Per verificare l’assunto teorico dell’origine complessa
dell’arte, in quanto processo-discontinuità-evento,
non è necessario stabilire le cause delle discontinuità, catastrofi naturali,
guerre, esaurimento delle risorse naturali, mutamenti sociali ed economici,
bensì accertare l’esistenza delle discontinuità
tra processo ed evento. Discontinuità che possono produrre modi di essere
diversi dal modello originario, da considerarsi codice genetico riconoscibile o
meno.
L’architettura romanica è un segmento
di facile applicabilità dell’assunto teorico costituito da processo-discontinuità-
evento. Con l’affermarsi del cristianesimo i
templi pagani furono progressivamente
ridotti in frammenti per la costruzione di basiliche cristiane. La differenza
tra la mutazione del tempio greco, da ligneo in pietra, e quella del tempio
pagano in basilica cristiana, sta nella riconoscibilità o meno delle forme
originarie. Nel tempio greco il codice genetico è rappresentato con l’intenzione di essere tramandato in forma
riconoscibile, come nell’architettura rinascimentale, mentre nella basilica
paleocristiana, romanica, il codice genetico costituito dai frammenti dei
templi pagani distrutti viene solo parzialmente reinterpretato in quanto permane la prevalenza delle linee orizzontali
nell’intero organismo architettonico, tipico dell’architettura romana..
La metamorfosi avverrà con la cattedrale
gotica, che per elevarsi , ribalta all’esterno la struttura
portante mediante i contrafforti a sostegno delle linee verticali.
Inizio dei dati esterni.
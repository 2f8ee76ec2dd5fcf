use tt_core::{Dim, Op, TensorValue};

use crate::threefry::PRNGKey;
use crate::{EinsumOperand, EvalError, NumericBackend, SumSemantics};
use crate::{arithmetic, einsum, reduction, tensor_ops};

/// Reference backend: dense row-major kernels on the host.
#[derive(Debug, Clone, Copy, Default)]
pub struct CpuBackend;

impl NumericBackend for CpuBackend {
    fn name(&self) -> &'static str {
        "cpu"
    }

    fn unary(&self, op: Op, x: &TensorValue) -> Result<TensorValue, EvalError> {
        arithmetic::eval_unary(op, x)
    }

    fn binary(
        &self,
        op: Op,
        lhs: &TensorValue,
        rhs: &TensorValue,
    ) -> Result<TensorValue, EvalError> {
        arithmetic::eval_binary(op, lhs, rhs)
    }

    fn reduce(&self, op: Op, x: &TensorValue, axes: &[usize]) -> Result<TensorValue, EvalError> {
        reduction::reduce_axes(op, x, axes)
    }

    fn argreduce(
        &self,
        op: Op,
        x: &TensorValue,
        axis: usize,
        key: PRNGKey,
    ) -> Result<(TensorValue, TensorValue), EvalError> {
        reduction::argreduce_axis(op, x, axis, key)
    }

    fn permute(&self, x: &TensorValue, permutation: &[usize]) -> Result<TensorValue, EvalError> {
        tensor_ops::permute(x, permutation)
    }

    fn reshape(&self, x: &TensorValue, dims: &[u32]) -> Result<TensorValue, EvalError> {
        tensor_ops::reshape(x, dims)
    }

    fn expand(&self, x: &TensorValue, dims: &[u32]) -> Result<TensorValue, EvalError> {
        tensor_ops::expand(x, dims)
    }

    fn gather(
        &self,
        x: &TensorValue,
        axis: usize,
        index: &TensorValue,
    ) -> Result<TensorValue, EvalError> {
        tensor_ops::gather(x, axis, index)
    }

    fn einsum(
        &self,
        operands: &[EinsumOperand<'_>],
        output: &[Dim],
        semantics: SumSemantics,
    ) -> Result<TensorValue, EvalError> {
        tracing::trace!(
            operands = operands.len(),
            output = ?output,
            semantics = ?semantics,
            "cpu einsum"
        );
        einsum::einsum(operands, output, semantics)
    }
}
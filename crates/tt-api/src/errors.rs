use tt_core::TermError;
use tt_interpreters::InterpretError;

#[derive(Debug, Clone, PartialEq)]
pub enum ApiError {
    Term(TermError),
    Interpret(InterpretError),
    Config { detail: String },
    UnknownBackend { name: String },
}

impl std::fmt::Display for ApiError {
    fn fmt(&self, f: &mut std::fmt::Formatter<'_>) -> std::fmt::Result {
        match self {
            Self::Term(err) => write!(f, "{err}"),
            Self::Interpret(err) => write!(f, "{err}"),
            Self::Config { detail } => write!(f, "invalid engine configuration: {detail}"),
            Self::UnknownBackend { name } => write!(f, "unknown backend `{name}`"),
        }
    }
}

impl std::error::Error for ApiError {}

impl From<TermError> for ApiError {
    fn from(value: TermError) -> Self {
        Self::Term(value)
    }
}

impl From<InterpretError> for ApiError {
    fn from(value: InterpretError) -> Self {
        match value {
            InterpretError::Term(err) => Self::Term(err),
            other => Self::Interpret(other),
        }
    }
}

impl From<serde_json::Error> for ApiError {
    fn from(value: serde_json::Error) -> Self {
        Self::Config {
            detail: value.to_string(),
        }
    }
}
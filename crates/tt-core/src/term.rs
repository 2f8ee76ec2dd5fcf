use smallvec::{SmallVec, smallvec};
use std::rc::Rc;

use crate::intern::intern;
use crate::{
    Dim, DimSet, Literal, Op, OpArity, Schema, Size, TensorValue, TermError, TermKind,
};

/// Process-unique identity of an interned term.
#[derive(Debug, Clone, Copy, PartialEq, Eq, Hash, PartialOrd, Ord)]
pub struct TermId(pub u64);

impl std::fmt::Display for TermId {
    fn fmt(&self, f: &mut std::fmt::Formatter<'_>) -> std::fmt::Result {
        write!(f, "#{}", self.0)
    }
}

/// Non-term parameters of a node. Child terms live in the node's argument
/// list, see [`Term::args`].
#[derive(Debug, Clone, PartialEq, Eq, Hash)]
pub enum Node {
    Variable {
        name: Dim,
        size: Size,
    },
    Number(Literal),
    Tensor {
        dims: Vec<Dim>,
        data: TensorValue,
    },
    Unary {
        op: Op,
    },
    Binary {
        op: Op,
    },
    Finitary {
        op: Op,
    },
    Reduction {
        op: Op,
        reduce_dims: DimSet,
    },
    /// `args[0]` is the target, `args[1..]` the values bound to `dims`.
    Substitution {
        dims: Vec<Dim>,
    },
    Align {
        dims: Vec<Dim>,
        shape: Vec<Size>,
    },
    Contract {
        sum_op: Op,
        prod_op: Op,
        reduce_dims: DimSet,
    },
}

impl Node {
    #[must_use]
    pub fn kind(&self) -> TermKind {
        match self {
            Self::Variable { .. } => TermKind::Variable,
            Self::Number(_) => TermKind::Number,
            Self::Tensor { .. } => TermKind::Tensor,
            Self::Unary { .. } => TermKind::Unary,
            Self::Binary { .. } => TermKind::Binary,
            Self::Finitary { .. } => TermKind::Finitary,
            Self::Reduction { .. } => TermKind::Reduction,
            Self::Substitution { .. } => TermKind::Substitution,
            Self::Align { .. } => TermKind::Align,
            Self::Contract { .. } => TermKind::Contract,
        }
    }
}

pub(crate) struct TermData {
    pub(crate) id: TermId,
    pub(crate) node: Node,
    pub(crate) args: SmallVec<[Term; 2]>,
    pub(crate) dims: Vec<Dim>,
    pub(crate) shape: Vec<Size>,
}

impl Drop for TermData {
    // Unlinks children onto an explicit stack so freeing a deep chain does
    // not recurse once per level.
    fn drop(&mut self) {
        let mut stack: Vec<Term> = self.args.drain(..).collect();
        while let Some(term) = stack.pop() {
            if let Ok(mut data) = Rc::try_unwrap(term.0) {
                stack.extend(data.args.drain(..));
            }
        }
    }
}

/// Borrowed, pattern-matchable shape of a term.
#[derive(Debug, Clone, Copy)]
pub enum View<'a> {
    Variable {
        name: &'a str,
        size: Size,
    },
    Number(Literal),
    Tensor {
        dims: &'a [Dim],
        data: &'a TensorValue,
    },
    Unary {
        op: Op,
        arg: &'a Term,
    },
    Binary {
        op: Op,
        lhs: &'a Term,
        rhs: &'a Term,
    },
    Finitary {
        op: Op,
        operands: &'a [Term],
    },
    Reduction {
        op: Op,
        arg: &'a Term,
        reduce_dims: &'a DimSet,
    },
    Substitution {
        arg: &'a Term,
        dims: &'a [Dim],
        values: &'a [Term],
    },
    Align {
        arg: &'a Term,
        dims: &'a [Dim],
        shape: &'a [Size],
    },
    Contract {
        sum_op: Op,
        prod_op: Op,
        lhs: &'a Term,
        rhs: &'a Term,
        reduce_dims: &'a DimSet,
    },
}

/// Handle to an immutable, interned expression node.
#[derive(Clone)]
pub struct Term(Rc<TermData>);

impl PartialEq for Term {
    fn eq(&self, other: &Self) -> bool {
        self.0.id == other.0.id
    }
}

impl Eq for Term {}

impl std::hash::Hash for Term {
    fn hash<H: std::hash::Hasher>(&self, state: &mut H) {
        self.0.id.hash(state);
    }
}

impl std::fmt::Debug for Term {
    fn fmt(&self, f: &mut std::fmt::Formatter<'_>) -> std::fmt::Result {
        write!(f, "{}{}{:?}", self.kind(), self.id(), self.dims())
    }
}

const DISPLAY_DEPTH_LIMIT: usize = 24;

impl std::fmt::Display for Term {
    fn fmt(&self, f: &mut std::fmt::Formatter<'_>) -> std::fmt::Result {
        self.write_expr(f, 0)
    }
}

fn validate_binary(op: Op, role: &'static str) -> Result<(), TermError> {
    if op.is_binary() {
        Ok(())
    } else {
        Err(TermError::WrongOperator { op, expected: role })
    }
}

fn validate_reduce_op(op: Op) -> Result<(), TermError> {
    if op.is_associative() {
        Ok(())
    } else {
        Err(TermError::WrongOperator {
            op,
            expected: "a reduction operator",
        })
    }
}

fn union_schema<'a>(terms: impl IntoIterator<Item = &'a Term>) -> Result<Schema, TermError> {
    let mut schema = Schema::new();
    for term in terms {
        schema.extend_from(&term.schema())?;
    }
    Ok(schema)
}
Come in architettura, anche nelle
altre esperienze artistiche è possibile verificare lo svolgersi della triade processo,
discontinuità, evento, come nella millenaria
produzione di figure femminili.
Tutte le culture primitive hanno
rappresentato la donna divinità della
fecondità, dee madri, per la pressante esigenza di sviluppo demografico. Le piccole figure femminili di
pietra, steatite, osso, avorio, del periodo più antico, rinvenute in Europa,
mostrano l’esasperazione delle forme anatomiche che danno al corpo un aspetto
pieno e massiccio, come la venere di Villendorf, che ha il volto nascosto da
una sferica e curata capigliatura. Verso la fine del quarto
millennio a. C. , il corpo fittile degli idoli femminili si allunga, ma
permangono frontali le forme rotondeggianti della fecondità, mentre il volto si
volge di profilo nei bassorilievi e affreschi. L’arte egizia elabora la completa stilizzazione
della figura femminile.
Nell’ultima dimora si srotolano
i fotogrammi della vita nell’aldilà di Mery en- Mut, la bellissima amata
da Mut, moglie di Ramesse II, Nefertari, che , sinuosa
come un’anfora , volge il volto di profilo al cospetto del Dio scarabeo, o
nell’atto di porgere sferici vasi rituali alla dea Hathor. In ambiente
cicladico del terzo millennio, a.C. si ritrovano figure femminili squadrate nel
marmo, tutte uguali, con le braccia conserte la testa
ovale provvista di un lungo naso, che
riprendono il motivo delle dee madri, ex voto della fecondità.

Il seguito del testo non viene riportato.